### LISTED ENTRIES

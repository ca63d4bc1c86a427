//! Lattice operations over configurations.
//!
//! Three operations drive every comparison in the analyzer:
//!
//! - [`union`] merges alternative paths (branches of a conditional,
//!   multiple return statements, multiple implementers).
//! - [`intersect`] merges requirements from multiple overridden members.
//! - [`Configuration::is_compatible`] answers "can a value with this
//!   configuration be assigned to a location with that configuration?".

use crate::configuration::{Configuration, PromotionKind, PromotionMap};
use crate::throws::Throws;
use excheck_model::{TypeId, TypeStore};

/// Union of alternative-path configurations.
///
/// Thrown types accumulate into an antichain, the undeclared bit is OR-ed,
/// a value slot is the union of the components that define it, and the
/// result counts as inferred only when every input was inferred.
pub fn union(types: &TypeStore, configurations: &[Configuration]) -> Configuration {
    let mut throws = Throws::empty();
    let mut first = true;
    for configuration in configurations {
        if first {
            throws = configuration.throws.clone();
            first = false;
        } else {
            throws.union_with(types, &configuration.throws);
        }
    }

    let mut value = PromotionMap::new();
    for kind in PromotionKind::ALL {
        let slots: Vec<Configuration> = configurations
            .iter()
            .filter_map(|configuration| configuration.value.get(kind).cloned())
            .collect();
        if !slots.is_empty() {
            value.insert(kind, union(types, &slots));
        }
    }

    Configuration::new(throws, value)
}

/// Intersection of requirement configurations.
///
/// A thrown type survives when every *other* configuration covers it
/// (declares a supertype, or admits it as an undeclared Error); the
/// undeclared bit is AND-ed; a value slot survives only when every
/// component defines it.
pub fn intersect(types: &TypeStore, configurations: &[Configuration]) -> Configuration {
    debug_assert!(
        !configurations.is_empty(),
        "intersect of zero configurations has no meaning"
    );
    if configurations.len() == 1 {
        return configurations[0].clone();
    }

    let can_throw_undeclared = configurations
        .iter()
        .all(|configuration| configuration.throws.can_throw_undeclared);
    let inferred = configurations
        .iter()
        .all(|configuration| configuration.throws.inferred);

    let mut throws = Throws::empty();
    throws.can_throw_undeclared = can_throw_undeclared;
    throws.inferred = inferred;
    for (i, configuration) in configurations.iter().enumerate() {
        for &ty in configuration.throws.thrown_types() {
            let covered_by_all_others = configurations
                .iter()
                .enumerate()
                .filter(|(j, _)| *j != i)
                .all(|(_, other)| other.throws.covers(types, ty));
            if covered_by_all_others {
                throws.insert(types, ty);
            }
        }
    }

    let mut value = PromotionMap::new();
    for kind in PromotionKind::ALL {
        if configurations
            .iter()
            .all(|configuration| configuration.value.get(kind).is_some())
        {
            let slots: Vec<Configuration> = configurations
                .iter()
                .filter_map(|configuration| configuration.value.get(kind).cloned())
                .collect();
            value.insert(kind, intersect(types, &slots));
        }
    }

    Configuration::new(throws, value)
}

impl Configuration {
    /// Can a value with this configuration be assigned to a location with
    /// `parameter`'s configuration?
    ///
    /// At `at_level == 0` the top-level throws are checked; at deeper
    /// levels they are skipped, used when only the value (not the
    /// evaluation) is transferred, e.g. when passing a function reference.
    /// Value slots are checked contravariantly: every slot the parameter
    /// declares must exist on the argument and be compatible one level
    /// down.
    pub fn is_compatible(
        &self,
        types: &TypeStore,
        parameter: &Configuration,
        at_level: u32,
    ) -> bool {
        if at_level == 0 {
            if self.throws.can_throw_undeclared
                && !parameter.throws.can_throw_undeclared
                && !parameter_admits_object(types, parameter)
            {
                return false;
            }
            for &thrown in self.throws.thrown_types() {
                if !parameter.throws.covers(types, thrown) {
                    return false;
                }
            }
        }

        for (kind, parameter_slot) in parameter.value.iter() {
            match self.value.get(kind) {
                None => return false,
                Some(argument_slot) => {
                    if !argument_slot.is_compatible(
                        types,
                        parameter_slot,
                        at_level.saturating_sub(1),
                    ) {
                        return false;
                    }
                }
            }
        }
        true
    }
}

fn parameter_admits_object(types: &TypeStore, parameter: &Configuration) -> bool {
    parameter
        .throws
        .thrown_types()
        .iter()
        .any(|&declared| types.is_assignable_to(TypeId::OBJECT, declared))
}

#[cfg(test)]
mod tests {
    use super::*;
    use excheck_common::Interner;
    use std::sync::Arc;

    fn store() -> TypeStore {
        TypeStore::new(Arc::new(Interner::new()))
    }

    fn throws_config(types: &TypeStore, thrown: &[TypeId], undeclared: bool) -> Configuration {
        Configuration::from_throws(Throws::explicit(types, thrown.iter().copied(), undeclared))
    }

    #[test]
    fn union_of_singleton_is_identity() {
        let types = store();
        let config = throws_config(&types, &[TypeId::EXCEPTION], true);
        assert_eq!(union(&types, &[config.clone()]), config);
    }

    #[test]
    fn intersect_of_singleton_is_identity() {
        let types = store();
        let config = throws_config(&types, &[TypeId::EXCEPTION], false);
        assert_eq!(intersect(&types, &[config.clone()]), config);
    }

    #[test]
    fn union_normalizes_to_antichain() {
        let mut types = store();
        let format_exception =
            types.interface_full("FormatException", None, [TypeId::EXCEPTION], [], []);
        let a = throws_config(&types, &[format_exception], false);
        let b = throws_config(&types, &[TypeId::EXCEPTION], false);
        let merged = union(&types, &[a, b]);
        assert_eq!(merged.throws.thrown_types(), &[TypeId::EXCEPTION]);
    }

    #[test]
    fn union_is_commutative() {
        let mut types = store();
        let io = types.interface_full("IOException", None, [TypeId::EXCEPTION], [], []);
        let a = throws_config(&types, &[io], true);
        let b = throws_config(&types, &[TypeId::STATE_ERROR], false);
        assert_eq!(
            union(&types, &[a.clone(), b.clone()]),
            union(&types, &[b, a])
        );
    }

    #[test]
    fn intersect_keeps_the_more_specific_type() {
        let mut types = store();
        let format_exception =
            types.interface_full("FormatException", None, [TypeId::EXCEPTION], [], []);
        let narrow = throws_config(&types, &[format_exception], false);
        let wide = throws_config(&types, &[TypeId::EXCEPTION], false);
        let expected = throws_config(&types, &[format_exception], false);
        assert_eq!(
            intersect(&types, &[narrow.clone(), wide.clone()]),
            expected
        );
        assert_eq!(intersect(&types, &[wide, narrow]), expected);
    }

    #[test]
    fn intersect_drops_uncovered_types() {
        let mut types = store();
        let io = types.interface_full("IOException", None, [TypeId::EXCEPTION], [], []);
        let format_exception =
            types.interface_full("FormatException", None, [TypeId::EXCEPTION], [], []);
        let a = throws_config(&types, &[io], false);
        let b = throws_config(&types, &[format_exception], false);
        let merged = intersect(&types, &[a, b]);
        assert!(merged.throws.thrown_types().is_empty());
    }

    #[test]
    fn intersect_admits_errors_via_undeclared() {
        let types = store();
        let a = throws_config(&types, &[TypeId::STATE_ERROR], false);
        let b = throws_config(&types, &[], true);
        let merged = intersect(&types, &[a, b]);
        assert_eq!(merged.throws.thrown_types(), &[TypeId::STATE_ERROR]);
        assert!(!merged.throws.can_throw_undeclared);
    }

    #[test]
    fn intersect_drops_slot_missing_in_any_component() {
        let types = store();
        let with_invoke = Configuration::for_value(
            [(PromotionKind::Invoke, Configuration::empty())]
                .into_iter()
                .collect(),
        );
        let without = Configuration::empty();
        let merged = intersect(&types, &[with_invoke.clone(), without]);
        assert!(merged.invoke().is_none());

        let merged = intersect(&types, &[with_invoke.clone(), with_invoke]);
        assert!(merged.invoke().is_some());
    }

    #[test]
    fn union_keeps_slot_defined_anywhere() {
        let types = store();
        let with_await = Configuration::for_value(
            [(
                PromotionKind::Await,
                Configuration::throws_exactly(TypeId::EXCEPTION),
            )]
            .into_iter()
            .collect(),
        );
        let without = Configuration::empty();
        let merged = union(&types, &[without, with_await]);
        assert_eq!(
            merged.awaited().unwrap().throws.thrown_types(),
            &[TypeId::EXCEPTION]
        );
    }

    #[test]
    fn compat_undeclared_needs_undeclared_or_object() {
        let types = store();
        let argument = throws_config(&types, &[], true);
        let strict = throws_config(&types, &[TypeId::EXCEPTION], false);
        let lenient = throws_config(&types, &[], true);
        let object_param = throws_config(&types, &[TypeId::OBJECT], false);
        assert!(!argument.is_compatible(&types, &strict, 0));
        assert!(argument.is_compatible(&types, &lenient, 0));
        assert!(argument.is_compatible(&types, &object_param, 0));
    }

    #[test]
    fn compat_thrown_types_need_cover() {
        let mut types = store();
        let format_exception =
            types.interface_full("FormatException", None, [TypeId::EXCEPTION], [], []);
        let argument = throws_config(&types, &[format_exception], false);
        let wide = throws_config(&types, &[TypeId::EXCEPTION], false);
        let narrow = throws_config(&types, &[TypeId::STATE_ERROR], false);
        assert!(argument.is_compatible(&types, &wide, 0));
        assert!(!argument.is_compatible(&types, &narrow, 0));
    }

    #[test]
    fn compat_errors_covered_by_undeclared_parameter() {
        let types = store();
        let argument = throws_config(&types, &[TypeId::STATE_ERROR], false);
        let safe = throws_config(&types, &[], true);
        assert!(argument.is_compatible(&types, &safe, 0));
    }

    #[test]
    fn compat_level_skips_top_but_not_slots() {
        let types = store();
        let argument = Configuration::new(
            Throws::explicit(&types, [TypeId::EXCEPTION], false),
            [(
                PromotionKind::Invoke,
                Configuration::throws_exactly(TypeId::EXCEPTION),
            )]
            .into_iter()
            .collect(),
        );
        let parameter = Configuration::for_value(
            [(
                PromotionKind::Invoke,
                Configuration::from_throws(Throws::explicit(&types, [], false)),
            )]
            .into_iter()
            .collect(),
        );
        // Top-level Exception is ignored at level 1, but the invoke slot
        // still fails: it throws Exception into a neverThrows slot.
        assert!(!argument.is_compatible(&types, &parameter, 1));

        let quiet_argument = Configuration::for_value(
            [(PromotionKind::Invoke, Configuration::empty())]
                .into_iter()
                .collect(),
        );
        assert!(quiet_argument.is_compatible(&types, &parameter, 1));
    }

    #[test]
    fn compat_missing_slot_is_contravariant_failure() {
        let types = store();
        let argument = Configuration::empty();
        let parameter = Configuration::for_value(
            [(PromotionKind::Invoke, Configuration::empty())]
                .into_iter()
                .collect(),
        );
        assert!(!argument.is_compatible(&types, &parameter, 0));
    }
}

### WHAT YOU NEED TO DO
Check each line of the entries for the string "return". Copy the lines that have it.

### ANSWER BOX
//!   multiple return statements, multiple implementers).
        return configurations[0].clone();
                return false;
                    return false;
                None => return false,
                        return false;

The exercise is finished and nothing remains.